Mr. Sneller’s own words demonstrate beyond cavil that the suit against the City employees was nothing more than a tactical maneuver designed to harass and intimidate public employees. See Fed. R.Civ.P. 11(b)(1) (stating that an attorney must not file a pleading with the court that is “presented for any improper purpose, such as to harass, cause unnecessary delay, or needlessly increase the cost of litigation”). On October 29, 2007, Mr. Sneller spoke at the Kitsap Alliance of Property Owners meeting. The meeting was videotaped and aired locally on community public television under the title: “Jeffrey Sneller: Man on Fire.” During his speech, Mr. Sneller explained why he had brought suit against the City employees:

[Municipalities and government do have weaknesses....
Their ... weakness is individual staff members. And we determined — we decided when we filed suit against the City of Bainbridge that we were going to those staff members that were responsible individually.
Now, you might say, well, what good is that? What does that solve? Because, after all, their government is going to indemnify them and they have a big war chest. Well, that is not necessarily the case. These staff members apply for credit cards just like all of us. They apply for home loans and they apply for car loans. And when they have a lawsuit pending, every time you fill out that application, it says, “Are you a defendant in a lawsuit?” They better check that box, because it’s going to be *642checked in any event by the company issuing the credit.
If you have a two or three-million-dollar lawsuit pending against you as a defendant, you’re not going to get a cell phone. So that was the approach we took.2

Tellingly, the Snellers do not argue on appeal that these claims were appropriate or non-frivolous.
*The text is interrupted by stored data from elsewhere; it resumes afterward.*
// This Source Code Form is subject to the terms of the Mozilla Public
// License, v. 2.0. If a copy of the MPL was not distributed with this
// file, You can obtain one at https://mozilla.org/MPL/2.0/.

//! Shared vocabulary for the boot-resource sync engine: the file-type
//! taxonomy of resource-set contents and the parameter types exchanged with
//! the workflow orchestrator.

mod filetype;
mod params;

pub use filetype::BootResourceFileType;
pub use params::DISK_TIMEOUT;
pub use params::DOWNLOAD_TIMEOUT;
pub use params::HEARTBEAT_TIMEOUT;
pub use params::MAX_SOURCES;
pub use params::REPORT_INTERVAL;
pub use params::ResourceDeleteParam;
pub use params::ResourceDownloadParam;
pub use params::ResourceIdentifier;
pub use params::SpaceRequirementError;
pub use params::SpaceRequirementParam;
pub use params::merge_download_params;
The City repeatedly tried to convince the Snellers to withdraw the improper claims, and the Snellers refused time and time again. The City also extended every professional courtesy to give them adequate time to respond and to accommodate a change in counsel. Months went by without a response from the Snellers. The record demonstrates that the City repeatedly requested dismissal of the improper claims in writing on January 17, March 18, June 4, July 1, and July 11, 2008, before serving the Snellers with the motion for sanctions under Federal Rule of Civil Procedure (“Rule”) 11 on July 31, 2008. Pursuant to Rule ll’s “safe harbor” provision,3 the City did not file the motion with the court at that time. On the eighteenth day of the safe harbor period, the Snellers responded by filing a motion to amend the complaint removing the claims listed by the City but also adding new claims, which was noted for four weeks after the close of the safe harbor period. Strangely, the Snellers still opposed the City’s motion for partial summary judgment related to the offending claims. The next day, the Snellers propounded new discovery requests related to the same claims that were ostensibly withdrawn in the proposed amended complaint.
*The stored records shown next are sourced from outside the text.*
// This Source Code Form is subject to the terms of the Mozilla Public
// License, v. 2.0. If a copy of the MPL was not distributed with this
// file, You can obtain one at https://mozilla.org/MPL/2.0/.

//! The boot-image catalog: metadata records keyed by image spec.

use crate::model::ImageMetadata;
use serde::Deserialize;
use serde::Serialize;
use std::collections::HashMap;

/// Names one bootable image variant.  Immutable once built; the six
/// dimensions together are the catalog key.
///
/// `kflavor` is the literal `"bootloader"` for bootloader entries and
/// defaults to `"generic"` for items that do not declare one.
#[derive(Debug, Clone, PartialEq, Eq, Hash, Serialize, Deserialize)]
pub struct ImageSpec {
    pub os: String,
    pub arch: String,
    pub subarch: String,
    pub kflavor: String,
    pub release: String,
    pub label: String,
}

impl ImageSpec {
    pub fn new(
        os: &str,
        arch: &str,
        subarch: &str,
        kflavor: &str,
        release: &str,
        label: &str,
    ) -> Self {
        Self {
            os: os.to_string(),
            arch: arch.to_string(),
            subarch: subarch.to_string(),
            kflavor: kflavor.to_string(),
            release: release.to_string(),
            label: label.to_string(),
        }
    }
}

/// Image metadata keyed by [`ImageSpec`].
///
/// Plain `set` is last-write-wins; [`BootImageMapping::set_if_absent`] is
/// the compatibility-slot operation: the first item to claim a slot during
/// an ingestion run keeps it.  Iteration order is unspecified.
#[derive(Debug, Clone, Default)]
pub struct BootImageMapping {
    mapping: HashMap<ImageSpec, ImageMetadata>,
}

impl BootImageMapping {
    pub fn new() -> Self {
        Self::default()
    }

    /// Inserts or replaces the metadata for `spec`.
    pub fn set(&mut self, spec: ImageSpec, metadata: ImageMetadata) {
        self.mapping.insert(spec, metadata);
    }

    /// Inserts the metadata for `spec` only when the slot is empty.  An
    /// established entry is never replaced.
    pub fn set_if_absent(
        &mut self,
        spec: ImageSpec,
        metadata: ImageMetadata,
    ) {
        self.mapping.entry(spec).or_insert(metadata);
    }

    pub fn get(&self, spec: &ImageSpec) -> Option<&ImageMetadata> {
        self.mapping.get(spec)
    }

    pub fn len(&self) -> usize {
        self.mapping.len()
    }

    pub fn is_empty(&self) -> bool {
        self.mapping.is_empty()
    }

    pub fn iter(
        &self,
    ) -> impl Iterator<Item = (&ImageSpec, &ImageMetadata)> {
        self.mapping.iter()
    }
}

#[cfg(test)]
mod tests {
    use super::*;

    fn metadata(version_name: &str) -> ImageMetadata {
        ImageMetadata {
            content_id: "com.ubuntu.maas:stable:v3:download".to_string(),
            product_name: "com.ubuntu.maas.stable:v3:boot:20.04:amd64:ga-20.04"
                .to_string(),
            version_name: version_name.to_string(),
            ..ImageMetadata::empty_for_tests()
        }
    }

    fn spec() -> ImageSpec {
        ImageSpec::new(
            "ubuntu",
            "amd64",
            "ga-20.04",
            "generic",
            "focal",
            "stable",
        )
    }

    #[test]
    fn set_replaces_existing_entries() {
        let mut mapping = BootImageMapping::new();
        mapping.set(spec(), metadata("20230901"));
        mapping.set(spec(), metadata("20231001"));
        assert_eq!(mapping.len(), 1);
        assert_eq!(
            mapping.get(&spec()).unwrap().version_name,
            "20231001"
        );
    }

    #[test]
    fn set_if_absent_keeps_the_first_entry() {
        let mut mapping = BootImageMapping::new();
        mapping.set_if_absent(spec(), metadata("20230901"));
        mapping.set_if_absent(spec(), metadata("20231001"));
        assert_eq!(mapping.len(), 1);
        assert_eq!(
            mapping.get(&spec()).unwrap().version_name,
            "20230901"
        );
    }

    #[test]
    fn distinct_specs_do_not_collide() {
        let mut mapping = BootImageMapping::new();
        let mut other = spec();
        other.subarch = "generic".to_string();
        mapping.set_if_absent(spec(), metadata("20230901"));
        mapping.set_if_absent(other.clone(), metadata("20231001"));
        assert_eq!(mapping.len(), 2);
        assert!(!mapping.is_empty());
        assert_eq!(mapping.iter().count(), 2);
        assert_eq!(
            mapping.get(&other).unwrap().version_name,
            "20231001"
        );
    }
}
On August 20, 2008, the City again wrote to the Snellers asking them to drop the “frivolous and malicious” claims against the City. In response, the Snellers’ counsel asked the City to “have something drawn up” that he could discuss with the Snellers. Tired of waiting, the City provided a Stipulation and Order of Dismissal, which was sent on August 21, 2008, indicating that if it was not signed and filed by noon on-August 22, 2008, the City would file its Rule 11 motion. No response was received; therefore, the City filed its motion for sanctions with the district court as promised. The district court granted the City’s motion for sanctions and awarded costs and attorney fees of $24,000 to the City.
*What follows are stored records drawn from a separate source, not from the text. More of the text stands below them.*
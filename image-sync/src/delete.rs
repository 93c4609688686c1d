// This Source Code Form is subject to the terms of the Mozilla Public
// License, v. 2.0. If a copy of the MPL was not distributed with this
// file, You can obtain one at https://mozilla.org/MPL/2.0/.

//! Removes boot-resource files that no resource set references anymore.

use crate::download::LOCK_POLL_INTERVAL;
use image_common::ResourceDeleteParam;
use image_store::ImageStore;
use image_store::LockFile;
use image_store::StoreError;
use slog::Logger;
use slog::info;

/// Deletes every file named in `param` from the store.
///
/// Each file is unlinked under its per-file lock so an in-flight
/// download of the same content finishes (or aborts) first.  Files
/// already absent are skipped silently; deletion must be idempotent
/// because the orchestrator retries it.
pub async fn delete_resource_files(
    log: &Logger,
    store: &ImageStore,
    param: &ResourceDeleteParam,
) -> Result<(), StoreError> {
    store.ensure_root().await?;
    for file in &param.files {
        let lfile =
            store.resource_file(&file.sha256, &file.filename_on_disk, 0);
        let lock = loop {
            match LockFile::try_acquire(lfile.path())? {
                Some(lock) => break lock,
                None => tokio::time::sleep(LOCK_POLL_INTERVAL).await,
            }
        };
        lfile.unlink().await?;
        info!(
            log, "deleted boot resource file";
            "filename" => &file.filename_on_disk,
        );

        let lock_path = lock.path().to_owned();
        drop(lock);
        // Best effort: a worker racing for the same file may have
        // re-created the lock already.
        let _ = tokio::fs::remove_file(&lock_path).await;
    }
    Ok(())
}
With this background in mind, I turn to the legal questions raised by the Snellers’ appeal.

I

“[A]n appellate court should apply an abuse-of-discretion standard in reviewing all aspects of a district court’s Rule 11 determination.” Cooter & Gell v. Hartman Corp., 496 U.S. 384, 405, 110 S.Ct. 2447, 110 L.Ed.2d 359 (1990) (emphasis added) (noting that distinguishing between legal and factual conclusions in the Rule 11 context is particularly difficult and concluding that a unitary abuse of discretion standard of review was therefore proper). A district court abuses its discretion when it applies the incorrect legal standard or *643its “application of the correct legal standard was (1) ‘illogical,’ (2) ‘implausible,’ or (3) without ‘support in inferences that may be drawn from the facts in the record.’ ” United States v. Hinkson, 585 F.3d 1247, 1262 (9th Cir.2009) (en banc) (quoting Anderson v. City of Bessemer City, 470 U.S. 564, 577, 105 S.Ct. 1504, 84 L.Ed.2d 518 (1985)).

II

A

My colleagues craft the Snellers’ argument on appeal far more cogently than was articulated by the Snellers themselves. In fact, the successful argument on appeal is not found in the “Statement of the Issue,” and is only discussed in a single paragraph at the end of the opening brief. More importantly, the Snellers never properly raised the question whether the filing of the Rule 11 motion was procedurally proper before the district court. Therefore, the argument is waived, and we should not consider it on appeal. See United States v. Childs, 944 F.2d 491, 495 (9th Cir.1991) (“As a general rule, an issue not presented to the trial court cannot be raised for the first time on appeal.” (quoting United States v. Whitten, 706 F.2d 1000, 1012 (9th Cir.1983), abrogated on other grounds by United States v. Perez, 116 F.3d 840, 842 (9th Cir.1997) (en banc))).

My colleagues nonetheless conclude that the motion to amend was sufficient to notify the district court that the Rule 11 motion was essentially moot. Maj. Op. at 639 n. 2. However, the Snellers never argued that the motion to amend the complaint rendered the City’s filing of the motion for sanctions with the court procedurally improper under Rule 11(c)(2).4 In fact, they acknowledged in their opposition to the motion for sanctions that not all of the City’s objections were remedied by the proposed amended complaint.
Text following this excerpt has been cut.